I wish but since our President recently called the owner or coach of the Eagles to personally thank them for giving Michael Vick a 2nd chance, I doubt he'll be doing much to prevent animal cruelty. JMHO


----------



## xxshaelxx (Mar 8, 2010)

All the respect I once had for Obama has shot straight out the window... -.-


----------



## cprcheetah (Jul 14, 2010)

Ugh! One more reason for me NOT to like Obama.


----------



## Ania's Mommy (Feb 8, 2009)

ZSP said:


> I wish but since our President recently called the owner or coach of the Eagles to personally thank them for giving Michael Vick a 2nd chance, I doubt he'll be doing much to prevent animal cruelty.
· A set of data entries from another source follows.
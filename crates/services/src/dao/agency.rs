use bson::{DateTime, doc, oid::ObjectId};
use mongodb::Database;
use agencyhub_db::models::{
    Agency, Invitation, Notification, Permission, Pipeline, Plan, Role, SidebarOption,
    SubAccount, User,
};
use tracing::debug;

use super::base::{BaseDao, DaoError, DaoResult};

#[derive(Debug, Clone)]
pub struct AgencyInput {
    pub id: Option<ObjectId>,
    pub name: String,
    pub company_email: String,
    pub company_phone: Option<String>,
    pub agency_logo: Option<String>,
    pub white_label: bool,
    pub plan: Option<Plan>,
    pub address: Option<String>,
    pub city: Option<String>,
    pub zip_code: Option<String>,
    pub state: Option<String>,
    pub country: Option<String>,
    pub goal: Option<u32>,
}

#[derive(Debug, Clone, Default)]
pub struct AgencyUpdate {
    pub name: Option<String>,
    pub company_email: Option<String>,
    pub company_phone: Option<String>,
    pub agency_logo: Option<String>,
    pub white_label: Option<bool>,
    pub plan: Option<Plan>,
    pub goal: Option<u32>,
}

pub struct AgencyDao {
    pub base: BaseDao<Agency>,
    pub sidebar_options: BaseDao<SidebarOption>,
    users: BaseDao<User>,
    sub_accounts: BaseDao<SubAccount>,
    permissions: BaseDao<Permission>,
    pipelines: BaseDao<Pipeline>,
    notifications: BaseDao<Notification>,
    invitations: BaseDao<Invitation>,
}

impl AgencyDao {
    pub fn new(db: &Database) -> Self {
        Self {
            base: BaseDao::new(db, Agency::COLLECTION),
            sidebar_options: BaseDao::new(db, SidebarOption::COLLECTION),
            users: BaseDao::new(db, User::COLLECTION),
            sub_accounts: BaseDao::new(db, SubAccount::COLLECTION),
            permissions: BaseDao::new(db, Permission::COLLECTION),
            pipelines: BaseDao::new(db, Pipeline::COLLECTION),
            notifications: BaseDao::new(db, Notification::COLLECTION),
            invitations: BaseDao::new(db, Invitation::COLLECTION),
        }
    }

    /// Upsert keyed by id. First creation binds the user holding the company
    /// email as AGENCY_OWNER and seeds the default agency sidebar. An input
    /// without a company email is a no-op.
    pub async fn upsert(&self, input: AgencyInput) -> DaoResult<Option<Agency>> {
        if input.company_email.is_empty() {
            return Ok(None);
        }

        let existing = match input.id {
            Some(id) => self.base.find_one(doc! { "_id": id }).await?,
            None => None,
        };

        if let Some(agency) = existing {
            let id = agency.id.expect("stored agency has an id");
            let mut set = doc! {
                "name": &input.name,
                "company_email": &input.company_email,
                "company_phone": input.company_phone.as_deref(),
                "agency_logo": input.agency_logo.as_deref(),
                "white_label": input.white_label,
                "address": input.address.as_deref(),
                "city": input.city.as_deref(),
                "zip_code": input.zip_code.as_deref(),
                "state": input.state.as_deref(),
                "country": input.country.as_deref(),
            };
            if let Some(plan) = input.plan {
                set.insert("plan", bson::to_bson(&plan)?);
            }
            if let Some(goal) = input.goal {
                set.insert("goal", goal);
            }
            self.base.update_by_id(id, doc! { "$set": set }).await?;
            return self.base.find_by_id(id).await.map(Some);
        }

        // The creating owner must already exist (provisioned at sign-in)
        let owner = self
            .users
            .find_one(doc! { "email": &input.company_email })
            .await?
            .ok_or_else(|| {
                DaoError::Validation(format!(
                    "no user matches the agency company email {}",
                    input.company_email
                ))
            })?;

        let now = DateTime::now();
        let agency = Agency {
            id: input.id,
            name: input.name,
            company_email: input.company_email,
            company_phone: input.company_phone,
            agency_logo: input.agency_logo,
            white_label: input.white_label,
            plan: input.plan.unwrap_or_default(),
            address: input.address,
            city: input.city,
            zip_code: input.zip_code,
            state: input.state,
            country: input.country,
            goal: input.goal.unwrap_or(5),
            created_at: now,
            updated_at: now,
        };

        let agency_id = self.base.insert_one(&agency).await?;

        self.users
            .update_by_id(
                owner.id.expect("stored user has an id"),
                doc! { "$set": {
                    "agency_id": agency_id,
                    "role": bson::to_bson(&Role::AgencyOwner)?,
                } },
            )
            .await?;

        self.seed_sidebar_options(agency_id).await?;

        self.base.find_by_id(agency_id).await.map(Some)
    }

    async fn seed_sidebar_options(&self, agency_id: ObjectId) -> DaoResult<()> {
        let id = agency_id.to_hex();
        let entries = [
            ("Dashboard", "category", format!("/agency/{id}")),
            ("Launchpad", "clipboardIcon", format!("/agency/{id}/launchpad")),
            ("Billing", "payment", format!("/agency/{id}/billing")),
            ("Settings", "settings", format!("/agency/{id}/settings")),
            ("Sub Accounts", "person", format!("/agency/{id}/all-subaccounts")),
            ("Team", "shield", format!("/agency/{id}/team")),
        ];

        let now = DateTime::now();
        for (name, icon, link) in entries {
            let option = SidebarOption {
                id: None,
                name: name.to_string(),
                icon: icon.to_string(),
                link,
                agency_id: Some(agency_id),
                sub_account_id: None,
                created_at: now,
                updated_at: now,
            };
            self.sidebar_options.insert_one(&option).await?;
        }
        Ok(())
    }

    pub async fn find(&self, agency_id: ObjectId) -> DaoResult<Agency> {
        self.base.find_by_id(agency_id).await
    }

    pub async fn update_details(
        &self,
        agency_id: ObjectId,
        update: AgencyUpdate,
    ) -> DaoResult<Agency> {
        let mut set = bson::Document::new();
        if let Some(name) = update.name {
            set.insert("name", name);
        }
        if let Some(email) = update.company_email {
            set.insert("company_email", email);
        }
        if let Some(phone) = update.company_phone {
            set.insert("company_phone", phone);
        }
        if let Some(logo) = update.agency_logo {
            set.insert("agency_logo", logo);
        }
        if let Some(white_label) = update.white_label {
            set.insert("white_label", white_label);
        }
        if let Some(plan) = update.plan {
            set.insert("plan", bson::to_bson(&plan)?);
        }
        if let Some(goal) = update.goal {
            set.insert("goal", goal);
        }

        if !set.is_empty() {
            self.base.update_by_id(agency_id, doc! { "$set": set }).await?;
        }
        self.base.find_by_id(agency_id).await
    }

    /// Deletes the agency and everything it exclusively owns: sub-accounts
    /// with their seeded children, users, sidebar options, notifications and
    /// open invitations. The store has no referential actions, so the
    /// cascade is spelled out here.
    pub async fn delete(&self, agency_id: ObjectId) -> DaoResult<Agency> {
        let agency = self.base.find_by_id(agency_id).await?;

        let sub_accounts = self
            .sub_accounts
            .find_many(doc! { "agency_id": agency_id }, None)
            .await?;
        let sub_account_ids: Vec<ObjectId> = sub_accounts
            .iter()
            .filter_map(|s| s.id)
            .collect();

        if !sub_account_ids.is_empty() {
            self.pipelines
                .hard_delete(doc! { "sub_account_id": { "$in": &sub_account_ids } })
                .await?;
            self.permissions
                .hard_delete(doc! { "sub_account_id": { "$in": &sub_account_ids } })
                .await?;
            self.sidebar_options
                .hard_delete(doc! { "sub_account_id": { "$in": &sub_account_ids } })
                .await?;
            self.sub_accounts
                .hard_delete(doc! { "agency_id": agency_id })
                .await?;
        }

        self.sidebar_options
            .hard_delete(doc! { "agency_id": agency_id })
            .await?;
        self.notifications
            .hard_delete(doc! { "agency_id": agency_id })
            .await?;
        self.invitations
            .hard_delete(doc! { "agency_id": agency_id })
            .await?;
        self.users
            .hard_delete(doc! { "agency_id": agency_id })
            .await?;
        self.base.hard_delete(doc! { "_id": agency_id }).await?;

        debug!(%agency_id, "Deleted agency and owned records");
        Ok(agency)
    }
}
JMHO


Seriously?


----------



## CorgiPaws (Mar 31, 2009)

I have nothing nice to say about said person....
So I will just have to leave this thread alone.


----------



## RawFedDogs (Jun 16, 2008)

xxshaelxx said:


> All the respect I once had for Obama has shot straight out the window... -.-


Never had any to start with.


----------



## magicre (Apr 7, 2010)

Ania's Mommy said:


> Seriously?


seriously.

we watched the eagles game last night...vick's the quarterback...and i have to say payback's a bitch...

he took some hits that would have been roughing the passer or personal fouls and no foul was called....if some of those hits involved tom brady, peyton or eli manning or other quarterbacks....you'd best believe they would have been penalised....

i think the refs and other players seem to be doing their own form of payback for the dog thing.....

i don't get the call from obama either, since he's a chicago bear fan....although the eagles just did chicago a favour by playing the crappiest game i've seen in a long time....giving minnesota a win.

yah, yah, i know....too much information LOL


----------



## nikkiluvsu15 (Jun 9, 2010)

I personally like this blog entry from Best Friends :wink:

When the President Calls About the Vick Dogs | The Best Friends Blog

Other than that, I'm with CorgiPaws.


----------



## wags (Jan 31, 2009)

magicre said:


> seriously.
> 
> 
> although the eagles just did chicago a favour by playing the crappiest game i've seen in a long time....giving minnesota a win.


Being From Illinois you know that was a sweet sweet win! The playoffs WILL BE SWEET!!!!!!!!!!!!!!!!!!!!!!!:biggrin:


----------